Where Real Estate Gets Its Dirt

The Top 10 Vendor Breakthroughs

I was thinking about what are the top products/services real estate vendors have contributed to the industry. My criteria is the products/services would have to be ground breaking, innovative or just plain cool. I’m going waaaay back, see if you agree…

Number 10
Realtron
From knitting needles to the first online (300? baud modem) MLS!

Number 9
SuperTrieve
MLS Photos – I believe SuperTrieve or Realtreive (?) was the first online MLS to have property photos

Number 8
Lightning for DOS/Windows
Lightning was the first MLS access program (terminal emulator) that was compatible with both the Stellar MLS and Compass MLS system. Later Lightning for Windows was the first Windows-based MLS access program (terminal emulator) that was compatible with both Stellar and Compass (and photos.)

Number 7
Altaria (WyldFyre)
This product gave the TVI-950 menu driven Stellar MLS system a Windows search interace to the Stellar MLS system.

Number 6
TrueNorth Internet MLS System
Remember the boy geniuses Kevin and Curt? This was the very first web-based MLS system, they were later bought by GTE. Now Errol Samuelson (who was at GTE) runs Realtor.com and Curt is behind some of Move.com’s most innovitive stuff and Kevin is CTO of InstantService.com.

Number 5
Homeseekers.com
They were the first to have MLS (SoCalMLS) listings on the internet.

Number 4
XMLSWeb
This MLS system, created by Terradatum, was eventually sold to HomeSeekers, then FNIS (FNRES, whatever..) and is now the core system of many of the “home-grown” MLS systems out there today.

Number 3
MLS Alliance
The first implementation started in Northern California as a way for MLS providers within a close geographic region to remain independent but share data through a common search screen interface. It was ahead of it’s time then and now ready for prime time as the MLS data sharing vibe continues to acclerate in the industry.

Number 2
Realtor.com
Love or hate the site you’ve got to give credit to NAR for rising from the RIN ashes and weathering the accounting scandals of HomeStore to put up the number 1 real estate site on the internet.

Number 1
Broker Reciprocity /IDX
This product/services has many fathers. Companies like WolfNet and HomeSeekers with their CitySearch product really brought a lot of innovation to the mix. NAR set down policies and procedures and then the s*it hit the fan (DOJ).

Agree? Disagree?

  1. Hmmm. Here are some other possibilities. Marketlinx (the original) deserves some credit for truly bringing web MLS systems to the big MLSs. I remember Phil Graves going to every show, year after year, with one account, and then, boom!, they just took off. Similarly, I think we blazed the web trail for smaller MLSs. I also might make a mention of Pocket Real Estate. And, regarding IDX, I see that more as a policy than a technology. My guess is that MLS vendors have more search frames out there than any of the individual IDX vendors, though companies like Wolfnet provide a more sophisticated product (for now). 🙂

  2. Yeah, we had a tough one with IDX. We went back and forth, but in the end a lot of implementations of this technology, from vendors, forced NAR’s hand a bit.
    Pocket Real Estate is a good one. I don’t agree with Marketlinx, I believe XMLSWeb had a lot of big MLS accounts before them. Although Phil Graves was great, shame he had to die so young. FBS’s conversion to FLEXMLS and growth have been pretty significant, but right now I would say your whole employee owned structure is even a bigger deal. Then there’s SOAR MLS (eMLS?), I believe that was the first email drip product for active listings, Dave Huey eventually sold it to HouseValues, and it’s now called JustListed.

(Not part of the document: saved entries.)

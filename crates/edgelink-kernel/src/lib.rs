//! `edgelink-kernel` – node status bookkeeping.
//!
//! The kernel does not route messages; it owns the authoritative
//! [`NodeStatus`][edgelink_types::NodeStatus] of every node and enforces the
//! legal transition edges of both halves.
//!
//! # Modules
//!
//! - [`status_tracker`] – [`NodeStatusTracker`][status_tracker::NodeStatusTracker]:
//!   one status pair per registered node, guarded by a single lock so that
//!   readers of a [`HeartbeatSnapshot`][edgelink_types::HeartbeatSnapshot]
//!   never observe a half-written pair.

pub mod status_tracker;

pub use status_tracker::NodeStatusTracker;
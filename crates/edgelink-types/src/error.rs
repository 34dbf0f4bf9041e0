use serde::{Deserialize, Serialize};
use thiserror::Error;

use crate::message::ReqRespType;
use crate::status::NodeStatus;

/// Error taxonomy of the gateway core.
///
/// Every variant is recoverable: it is returned to the immediate caller and
/// logged there, never escalated into a process failure.
#[derive(Error, Debug, Clone, PartialEq, Serialize, Deserialize)]
pub enum GatewayError {
    #[error("MQTT transport is not configured")]
    TransportUnavailable,

    #[error("MQTT transport is not connected")]
    TransportDisconnected,

    #[error("Publish rejected by transport: {0}")]
    PublishRejected(String),

    #[error("Encoding failed: {0}")]
    EncodingFailed(String),

    #[error("Unsupported event kind: {0}")]
    UnsupportedEvent(ReqRespType),

    #[error("Invalid status transition on {node}: {from} -> {to}")]
    InvalidTransition {
        node: String,
        from: NodeStatus,
        to: NodeStatus,
    },

    #[error("Capability mismatch on {node}: {operation} is not available")]
    CapabilityMismatch { node: String, operation: String },

    #[error("Node not found: {0}")]
    NodeNotFound(String),

    #[error("Node already exists: {0}")]
    NodeExists(String),

    #[error("Write {token} to {driver} is already in flight")]
    WriteInFlight { driver: String, token: u64 },

    #[error("Gateway core is no longer available")]
    CoreUnavailable,

    #[error("Plugin error: {0}")]
    Plugin(String),

    #[error("Device error {code}: {message}")]
    Device { code: i32, message: String },
}

impl GatewayError {
    /// Numeric code carried in `RespError` payloads. `0` is reserved for
    /// success.
    pub fn code(&self) -> i32 {
        match self {
            GatewayError::TransportUnavailable => 4001,
            GatewayError::TransportDisconnected => 4002,
            GatewayError::PublishRejected(_) => 4003,
            GatewayError::EncodingFailed(_) => 1001,
            GatewayError::UnsupportedEvent(_) => 1002,
            GatewayError::InvalidTransition { .. } => 2001,
            GatewayError::CapabilityMismatch { .. } => 2002,
            GatewayError::NodeNotFound(_) => 2003,
            GatewayError::NodeExists(_) => 2004,
            GatewayError::WriteInFlight { .. } => 2005,
            GatewayError::CoreUnavailable => 1003,
            GatewayError::Plugin(_) => 3001,
            GatewayError::Device { code, .. } => *code,
        }
    }
}
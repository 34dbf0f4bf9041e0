use std::time::Duration;

use serde::{Deserialize, Serialize};

use crate::codec::EventTopic;

/// Broker connection and topic layout of the monitor.
#[derive(Debug, Clone, PartialEq, Eq, Serialize, Deserialize)]
#[serde(default)]
pub struct MonitorConfig {
    pub host: String,
    pub port: u16,
    pub client_id: String,
    pub keep_alive_secs: u64,
    /// Capacity of the submission queue; a full queue rejects publishes.
    pub queue_capacity: usize,
    pub reconnect_delay_ms: u64,
    pub heartbeat_topic: String,
    /// Event topics are `<prefix>/add_node`, `<prefix>/del_node`, ...
    pub event_topic_prefix: String,
}

impl Default for MonitorConfig {
    fn default() -> Self {
        Self {
            host: "127.0.0.1".to_string(),
            port: 1883,
            client_id: "edgelink-monitor".to_string(),
            keep_alive_secs: 60,
            queue_capacity: 64,
            reconnect_delay_ms: 3_000,
            heartbeat_topic: "edgelink/heartbeat".to_string(),
            event_topic_prefix: "edgelink/event".to_string(),
        }
    }
}

impl MonitorConfig {
    pub fn event_topic(&self, topic: EventTopic) -> String {
        let prefix = self.event_topic_prefix.trim_end_matches('/');
        format!("{prefix}/{}", topic.suffix())
    }

    pub fn keep_alive(&self) -> Duration {
        Duration::from_secs(self.keep_alive_secs)
    }

    pub fn reconnect_delay(&self) -> Duration {
        Duration::from_millis(self.reconnect_delay_ms)
    }
}
use std::sync::Arc;

use async_trait::async_trait;
use edgelink_middleware::Plugin;
use edgelink_types::{GatewayError, ReqRespData, ReqRespHead};
use tracing::debug;

use crate::publisher::MonitorPublisher;

/// The monitor's node-facing side.
///
/// Heartbeats and lifecycle events arrive as commands; anything else is
/// refused with [`GatewayError::UnsupportedEvent`].
pub struct MonitorPlugin {
    publisher: Arc<MonitorPublisher>,
}

impl MonitorPlugin {
    pub fn new(publisher: Arc<MonitorPublisher>) -> Self {
        Self { publisher }
    }

    pub fn publisher(&self) -> &Arc<MonitorPublisher> {
        &self.publisher
    }
}

#[async_trait]
impl Plugin for MonitorPlugin {
    async fn command(&self, head: ReqRespHead, data: ReqRespData) -> Result<(), GatewayError> {
        match data {
            ReqRespData::NodesState(snapshot) => self.publisher.handle_nodes_state(snapshot),
            ReqRespData::Event(event) => self.publisher.handle_events(event),
            other => {
                debug!(kind = %head.kind, sender = %head.sender, "monitor ignores command");
                Err(GatewayError::UnsupportedEvent(other.kind()))
            }
        }
    }

    async fn response(&self, head: ReqRespHead, _data: ReqRespData) -> Result<(), GatewayError> {
        debug!(kind = %head.kind, sender = %head.sender, "monitor ignores response");
        Ok(())
    }
}

#[cfg(test)]
mod tests {
    use super::*;
    use crate::config::MonitorConfig;
    use edgelink_middleware::AdapterMetrics;
    use edgelink_types::{NodeCtl, ReqRespType};

    #[tokio::test]
    async fn non_monitor_commands_are_refused() {
        let publisher = Arc::new(MonitorPublisher::new(
            MonitorConfig::default(),
            Arc::new(AdapterMetrics::new()),
        ));
        let plugin = MonitorPlugin::new(publisher);

        let data = ReqRespData::NodeCtl(NodeCtl::Start);
        let head = ReqRespHead::for_data(&data, "core", "monitor");
        assert_eq!(
            plugin.command(head, data).await,
            Err(GatewayError::UnsupportedEvent(ReqRespType::NodeCtl))
        );
    }

    #[tokio::test]
    async fn heartbeat_without_transport_is_unavailable() {
        let publisher = Arc::new(MonitorPublisher::new(
            MonitorConfig::default(),
            Arc::new(AdapterMetrics::new()),
        ));
        let plugin = MonitorPlugin::new(publisher);

        let data = ReqRespData::NodesState(Default::default());
        let head = ReqRespHead::for_data(&data, "core", "monitor");
        assert_eq!(
            plugin.command(head, data).await,
            Err(GatewayError::TransportUnavailable)
        );
    }
}
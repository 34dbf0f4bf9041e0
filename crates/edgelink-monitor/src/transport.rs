//! MQTT transport seam.
//!
//! [`MqttTransport::submit`] never blocks: it either hands the request to the
//! transport, which later runs its completion exactly once, or gives the
//! request back inside a [`SubmitRejected`].
//!
//! [`RumqttTransport`] runs two tasks:
//!
//! - the connection task polls the `rumqttc` event loop and keeps the
//!   connected flag current (`ConnAck` sets it; `Disconnect` or a poll error
//!   clears it, followed by the reconnect delay);
//! - the publish task drains the bounded submission queue into the client and
//!   completes each request with the client's verdict.

use std::fmt;
use std::sync::Arc;
use std::sync::atomic::{AtomicBool, Ordering};
use std::time::Duration;

use edgelink_types::GatewayError;
use rumqttc::{AsyncClient, Event, EventLoop, MqttOptions, Packet, QoS};
use tokio::sync::mpsc;
use tokio::sync::mpsc::error::TrySendError;
use tokio_util::sync::CancellationToken;
use tracing::{debug, info, warn};

use crate::config::MonitorConfig;
use crate::payload::PayloadBuffer;

/// Delivery guarantee of one publish.
#[derive(Debug, Clone, Copy, PartialEq, Eq, Default)]
pub enum Qos {
    #[default]
    AtMostOnce,
    AtLeastOnce,
    ExactlyOnce,
}

impl From<Qos> for QoS {
    fn from(qos: Qos) -> Self {
        match qos {
            Qos::AtMostOnce => QoS::AtMostOnce,
            Qos::AtLeastOnce => QoS::AtLeastOnce,
            Qos::ExactlyOnce => QoS::ExactlyOnce,
        }
    }
}

/// Runs once per accepted request with the outcome and the payload, which
/// it then owns.
pub type PublishCompletion = Box<dyn FnOnce(Result<(), GatewayError>, PayloadBuffer) + Send>;

pub struct PublishRequest {
    pub topic: String,
    pub qos: Qos,
    pub payload: PayloadBuffer,
    pub on_complete: PublishCompletion,
}

impl PublishRequest {
    /// Consume the request by running its completion.
    pub fn complete(self, result: Result<(), GatewayError>) {
        (self.on_complete)(result, self.payload);
    }
}

impl fmt::Debug for PublishRequest {
    fn fmt(&self, f: &mut fmt::Formatter<'_>) -> fmt::Result {
        f.debug_struct("PublishRequest")
            .field("topic", &self.topic)
            .field("qos", &self.qos)
            .field("payload", &self.payload)
            .finish()
    }
}

/// A request the transport refused synchronously.  Its completion has not
/// run and never will.
#[derive(Debug)]
pub struct SubmitRejected {
    pub reason: GatewayError,
    pub request: PublishRequest,
}

pub trait MqttTransport: Send + Sync {
    fn is_connected(&self) -> bool;

    fn submit(&self, request: PublishRequest) -> Result<(), SubmitRejected>;
}

// ────────────────────────────────────────────────────────────────────────────
// rumqttc implementation
// ────────────────────────────────────────────────────────────────────────────

pub struct RumqttTransport {
    connected: Arc<AtomicBool>,
    queue: mpsc::Sender<PublishRequest>,
}

impl RumqttTransport {
    /// Create the client and spawn both tasks on the current runtime.  They
    /// stop when `cancel` fires.
    pub fn spawn(config: &MonitorConfig, cancel: CancellationToken) -> Arc<Self> {
        let mut options = MqttOptions::new(&config.client_id, &config.host, config.port);
        options.set_keep_alive(config.keep_alive());
        let capacity = config.queue_capacity.max(1);
        let (client, event_loop) = AsyncClient::new(options, capacity);

        let connected = Arc::new(AtomicBool::new(false));
        let (queue, requests) = mpsc::channel(capacity);

        tokio::spawn(run_connection(
            event_loop,
            Arc::clone(&connected),
            config.reconnect_delay(),
            cancel.clone(),
        ));
        tokio::spawn(run_publisher(client, requests, cancel));
        info!(host = %config.host, port = config.port, client_id = %config.client_id, "MQTT transport started");

        Arc::new(Self { connected, queue })
    }
}

impl MqttTransport for RumqttTransport {
    fn is_connected(&self) -> bool {
        self.connected.load(Ordering::Acquire)
    }

    fn submit(&self, request: PublishRequest) -> Result<(), SubmitRejected> {
        if !self.is_connected() {
            return Err(SubmitRejected {
                reason: GatewayError::TransportDisconnected,
                request,
            });
        }
        self.queue.try_send(request).map_err(|e| match e {
            TrySendError::Full(request) => SubmitRejected {
                reason: GatewayError::PublishRejected("submission queue full".to_string()),
                request,
            },
            TrySendError::Closed(request) => SubmitRejected {
                reason: GatewayError::TransportDisconnected,
                request,
            },
        })
    }
}

async fn run_connection(
    mut event_loop: EventLoop,
    connected: Arc<AtomicBool>,
    reconnect_delay: Duration,
    cancel: CancellationToken,
) {
    loop {
        tokio::select! {
            _ = cancel.cancelled() => break,
            polled = event_loop.poll() => match polled {
                Ok(Event::Incoming(Packet::ConnAck(_))) => {
                    connected.store(true, Ordering::Release);
                    info!("MQTT connection established");
                }
                Ok(Event::Incoming(Packet::Disconnect)) => {
                    connected.store(false, Ordering::Release);
                    info!("MQTT server sent disconnect");
                }
                Ok(event) => debug!(?event, "MQTT event"),
                Err(e) => {
                    if connected.swap(false, Ordering::AcqRel) {
                        warn!(error = %e, "MQTT connection lost");
                    } else {
                        debug!(error = %e, "MQTT connect attempt failed");
                    }
                    // The next poll reconnects.
                    tokio::select! {
                        _ = cancel.cancelled() => break,
                        _ = tokio::time::sleep(reconnect_delay) => {}
                    }
                }
            },
        }
    }
    connected.store(false, Ordering::Release);
    debug!("MQTT connection task stopped");
}

async fn run_publisher(
    client: AsyncClient,
    mut requests: mpsc::Receiver<PublishRequest>,
    cancel: CancellationToken,
) {
    loop {
        let request = tokio::select! {
            _ = cancel.cancelled() => break,
            next = requests.recv() => match next {
                Some(request) => request,
                None => break,
            },
        };
        let result = client
            .publish_bytes(
                request.topic.clone(),
                request.qos.into(),
                false,
                request.payload.bytes(),
            )
            .await
            .map_err(|e| GatewayError::PublishRejected(e.to_string()));
        request.complete(result);
    }

    // Whatever is still queued fails; every accepted request completes once.
    requests.close();
    while let Ok(request) = requests.try_recv() {
        request.complete(Err(GatewayError::TransportDisconnected));
    }
    let _ = client.try_disconnect();
    debug!("MQTT publish task stopped");
}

  3. I would’ve included Redfin since they were the first broker (that I’m aware of) that had AJAX/Flash Maps on their web site. In fact, I think they had them prior to the introduction of Google Maps.

  4. I guess the question is the criteria. I think you’re right that XMLSweb was something new, but I place more emphasis on actual impact and Marketlinx went from nothing to the market share leader in just a few years. XMLSweb is, for all practical purposes, dead.